On March 13, China Construction Bank launched another batch transfer of non-performing assets. The targets mainly involved personal consumer loans and personal business loans, covering multiple branches, with the total principal and interest of the unpaid amounts for each branch being 59 million yuan, 86 million yuan, 145 million yuan, 127 million yuan, 22 million yuan, and 106 million yuan, respectively.

Small- and medium-sized banks also issued related announcements. Ningbo Bank plans to transfer personal consumer loan non-performing projects with an outstanding principal and interest totaling 278 million yuan, with an average overdue period of 245 days; Huaxia Bank Beijing Branch announced that it intends to transfer personal consumer loan claims worth 824 million yuan, with an average overdue period of 613 days.

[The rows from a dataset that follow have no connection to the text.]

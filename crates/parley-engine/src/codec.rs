//! Peer status payload codec.
//!
//! Peer updates arrive as free-text status messages of the informal shape:
//!
//! ```text
//! ... Lambda=<number>, ... Mismatch=<number>, end ...
//! ```
//!
//! The rate field is the text between the literal `Lambda=` and the next
//! comma; the mismatch field is the text between the literal `Mismatch=`
//! and the literal `, end`. Both must parse as finite decimal numbers.
//!
//! Malformed payloads are always surfaced as [`DecodeError`] — never as a
//! fabricated zero value, which would silently poison the update rule.

use crate::error::DecodeError;
use crate::state::PeerObservation;

/// Marker preceding the rate field.
const RATE_MARKER: &str = "Lambda=";

/// Marker preceding the mismatch field.
const MISMATCH_MARKER: &str = "Mismatch=";

/// Terminator following the mismatch field.
const MISMATCH_END: &str = ", end";

/// Decode a raw event payload into the peer's `(rate, mismatch)` pair.
pub fn decode_payload(payload: &[u8]) -> Result<PeerObservation, DecodeError> {
    if payload.is_empty() {
        return Err(DecodeError::EmptyPayload);
    }
    let text = std::str::from_utf8(payload).map_err(|_| DecodeError::NotUtf8)?;
    decode_status(text)
}

/// Decode an already-UTF-8 status message.
pub fn decode_status(text: &str) -> Result<PeerObservation, DecodeError> {
    if text.is_empty() {
        return Err(DecodeError::EmptyPayload);
    }

    let rate_text = capture(text, RATE_MARKER, ",")?;
    let mismatch_text = capture(text, MISMATCH_MARKER, MISMATCH_END)?;

    let rate = parse_field("rate", rate_text)?;
    let mismatch = parse_field("mismatch", mismatch_text)?;

    Ok(PeerObservation { rate, mismatch })
}

/// Format a local `(rate, mismatch)` pair as a status message the peer's
/// codec will decode back to exactly the same values.
///
/// Rust's default f64 formatting is shortest-round-trip, so
/// `decode_status(&format_status(r, m))` recovers `(r, m)` bit-exact.
pub fn format_status(rate: f64, mismatch: f64) -> String {
    format!("Lambda={rate}, Mismatch={mismatch}, end")
}

/// Slice out the text between `marker` and the next occurrence of `until`.
fn capture<'a>(
    text: &'a str,
    marker: &'static str,
    until: &str,
) -> Result<&'a str, DecodeError> {
    let start = text
        .find(marker)
        .ok_or(DecodeError::MissingMarker { marker })?
        + marker.len();
    let rest = &text[start..];
    let end = rest
        .find(until)
        .ok_or(DecodeError::MissingMarker { marker })?;
    Ok(&rest[..end])
}

fn parse_field(field: &'static str, text: &str) -> Result<f64, DecodeError> {
    text.trim().parse::<f64>().map_err(|_| DecodeError::InvalidNumber {
        field,
        text: text.to_string(),
    })
}
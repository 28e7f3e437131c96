//! Two-party negotiation over the loopback ledger.
//!
//! Wires two negotiators back to back: everything one party publishes
//! arrives as the other party's next peer event. From the protocol's
//! initial state the exchange is fully deterministic, so the final values
//! are asserted exactly.

use std::time::Duration;

use parley_engine::{LoopOutcome, Negotiator, NegotiatorConfig, UpdatePublisher};
use parley_ledger::loopback;
use tokio::sync::watch;
use tokio::time::timeout;

const INITIAL_RATE: &str = "0";
const INITIAL_MISMATCH: &str = "1.5";

#[tokio::test]
async fn two_parties_converge_to_the_same_operating_point() {
    let (mut org1, mut org2) = loopback::pair("Org1", "Org2");
    let (_shutdown_tx, shutdown_rx) = watch::channel(false);

    let party_a = Negotiator::new(
        org1.take_events().unwrap(),
        org1.publisher(),
        shutdown_rx.clone(),
        NegotiatorConfig::default(),
    );
    let party_b = Negotiator::new(
        org2.take_events().unwrap(),
        org2.publisher(),
        shutdown_rx,
        NegotiatorConfig::default(),
    );

    // Party A opens the exchange by announcing its initial state; from
    // here on every publish is a reaction to a peer event.
    org1.publisher()
        .publish(INITIAL_RATE, INITIAL_MISMATCH)
        .await
        .unwrap();

    let a_handle = tokio::spawn(party_a.run());
    let b_handle = tokio::spawn(party_b.run());

    let a_outcome = timeout(Duration::from_secs(10), a_handle)
        .await
        .expect("party A did not finish")
        .unwrap()
        .unwrap();
    let b_outcome = timeout(Duration::from_secs(10), b_handle)
        .await
        .expect("party B did not finish")
        .unwrap()
        .unwrap();

    // The exchange is deterministic: A sees agreement one round before B,
    // and B confirms on A's final publish. Both settle on rate 2.25,
    // decision 1.125, zero residual mismatch.
    let LoopOutcome::Converged(a_report) = a_outcome else {
        panic!("party A did not converge: {a_outcome:?}");
    };
    let LoopOutcome::Converged(b_report) = b_outcome else {
        panic!("party B did not converge: {b_outcome:?}");
    };

    assert_eq!(a_report.round, 2);
    assert_eq!(b_report.round, 3);
    for report in [a_report, b_report] {
        assert_eq!(report.rate, 2.25);
        assert_eq!(report.mismatch, 0.0);
        assert_eq!(report.decision, 1.125);
        assert!(report.terminate);
    }
}

#[tokio::test]
async fn negotiation_survives_transient_publish_failures() {
    let (mut org1, mut org2) = loopback::pair("Org1", "Org2");
    let (_shutdown_tx, shutdown_rx) = watch::channel(false);

    // First two submission attempts from party B fail; with three
    // attempts per round the same pair goes through on the third.
    org2.inject_publish_failures(2);

    let party_a = Negotiator::new(
        org1.take_events().unwrap(),
        org1.publisher(),
        shutdown_rx.clone(),
        NegotiatorConfig::default().with_publish_attempts(3),
    );
    let party_b = Negotiator::new(
        org2.take_events().unwrap(),
        org2.publisher(),
        shutdown_rx,
        NegotiatorConfig::default().with_publish_attempts(3),
    );

    org1.publisher()
        .publish(INITIAL_RATE, INITIAL_MISMATCH)
        .await
        .unwrap();

    let a_handle = tokio::spawn(party_a.run());
    let b_handle = tokio::spawn(party_b.run());

    let a_outcome = timeout(Duration::from_secs(10), a_handle)
        .await
        .expect("party A did not finish")
        .unwrap()
        .unwrap();
    let b_outcome = timeout(Duration::from_secs(10), b_handle)
        .await
        .expect("party B did not finish")
        .unwrap()
        .unwrap();

    assert!(matches!(a_outcome, LoopOutcome::Converged(_)));
    assert!(matches!(b_outcome, LoopOutcome::Converged(_)));
}

#[tokio::test]
async fn exhausted_publish_attempts_abort_the_party() {
    let (mut org1, mut org2) = loopback::pair("Org1", "Org2");
    let (_shutdown_tx, shutdown_rx) = watch::channel(false);

    // More failures than attempts: party B's first round publish is fatal.
    org2.inject_publish_failures(5);

    let party_b = Negotiator::new(
        org2.take_events().unwrap(),
        org2.publisher(),
        shutdown_rx,
        NegotiatorConfig::default().with_publish_attempts(2),
    );

    org1.publisher()
        .publish(INITIAL_RATE, INITIAL_MISMATCH)
        .await
        .unwrap();

    let err = timeout(Duration::from_secs(10), party_b.run())
        .await
        .expect("party B did not finish")
        .unwrap_err();
    assert!(matches!(err, parley_engine::Error::Publish(_)));
}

Gao Zhengyang, a special researcher at the Shanghai Finance and Law Research Institute, told Securities Daily that the reason why personal consumer loans and personal business loans have become the core categories for this concentrated disposal is due to the rapid expansion of retail lending in recent years. Personal consumer loans and personal business loans have become key drivers of bank business growth, with loan balances continuously increasing. At the same time, these loans are mostly credit loans lacking collateral to mitigate risks.

Gao Zhengyang stated that the banks’ intensive listing of non-performing asset packages reflects their proactive efforts to strengthen asset quality management and accelerate risk clearance. On one hand, the rapid expansion of personal consumer and business loans in the early stages has led to an increase in non-performing rates, prompting banks to intensify efforts to clean up such problematic assets. On the other hand, regulatory authorities continue to promote banks to improve the efficiency of non-performing asset disposal, with policy support opening channels for concentrated disposal—such as extending non-performing loan transfer pilot programs until the end of 2026 and temporarily waiving listing service fees, effectively reducing disposal costs for banks.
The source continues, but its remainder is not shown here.